▸ **TASK STATEMENT**
Go through the material and copy each line in which the word "BreadcrumbEntry" shows up.

▸ **DATA RECORDS**
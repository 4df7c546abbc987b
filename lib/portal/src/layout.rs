//! Chrome stores the shell binds to: heading, breadcrumb trail, tab
//! title, theme, footer year.
//!
//! These are signal-backed rather than path-store entries because the
//! shell widgets each watch exactly one of them; page states stay in
//! the path store where the JSON bridge snapshots them.

use chrono::{Datelike, Utc};
use eduva_router::{BreadcrumbEntry, PageMetadata, DEFAULT_TITLE, HOME_LABEL};
use eduva_signals::{Computed, Signal};

use crate::state::Theme;

pub struct LayoutStores {
    pub heading: Signal<String>,
    pub breadcrumbs: Signal<Vec<BreadcrumbEntry>>,
    pub title: Signal<String>,
    pub theme: Signal<Theme>,
    pub year: Signal<i32>,
    show_date: Computed<bool>,
}

impl LayoutStores {
    pub fn new() -> Self {
        let heading = Signal::new(String::new());
        let breadcrumbs = Signal::new(vec![BreadcrumbEntry::home()]);
        let title = Signal::new(DEFAULT_TITLE.to_string());
        // The trail always starts with the fixed home entry, so the
        // dashboard header date shows when nothing follows it, or when
        // the only crumb after it is the dashboard's own.
        let show_date = Computed::from_signal(&breadcrumbs, |trail: &Vec<BreadcrumbEntry>| {
            trail.len() <= 1 || (trail.len() == 2 && trail[1].label == HOME_LABEL)
        });
        Self {
            heading,
            breadcrumbs,
            title,
            theme: Signal::new(Theme::Light),
            year: Signal::new(Utc::now().year()),
            show_date,
        }
    }

    /// Publish one page's resolved metadata. Heading is written first,
    /// then the trail, then the tab title, so a subscriber on any of
    /// the three sees the earlier ones already in place.
    pub fn apply_metadata(&self, meta: &PageMetadata) {
        self.heading.set(meta.heading.clone());
        self.breadcrumbs.set(meta.breadcrumbs.clone());
        self.title.set(meta.title.clone());
    }

    pub fn show_date(&self) -> bool {
        self.show_date.get()
    }

    pub fn toggle_theme(&self) {
        self.theme.update(|t| *t = t.toggled());
    }
}

impl Default for LayoutStores {
    fn default() -> Self {
        Self::new()
    }
}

▸ **REPLY**
use eduva_router::{BreadcrumbEntry, PageMetadata, DEFAULT_TITLE, HOME_LABEL};
    pub breadcrumbs: Signal<Vec<BreadcrumbEntry>>,
        let breadcrumbs = Signal::new(vec![BreadcrumbEntry::home()]);
        let show_date = Computed::from_signal(&breadcrumbs, |trail: &Vec<BreadcrumbEntry>| {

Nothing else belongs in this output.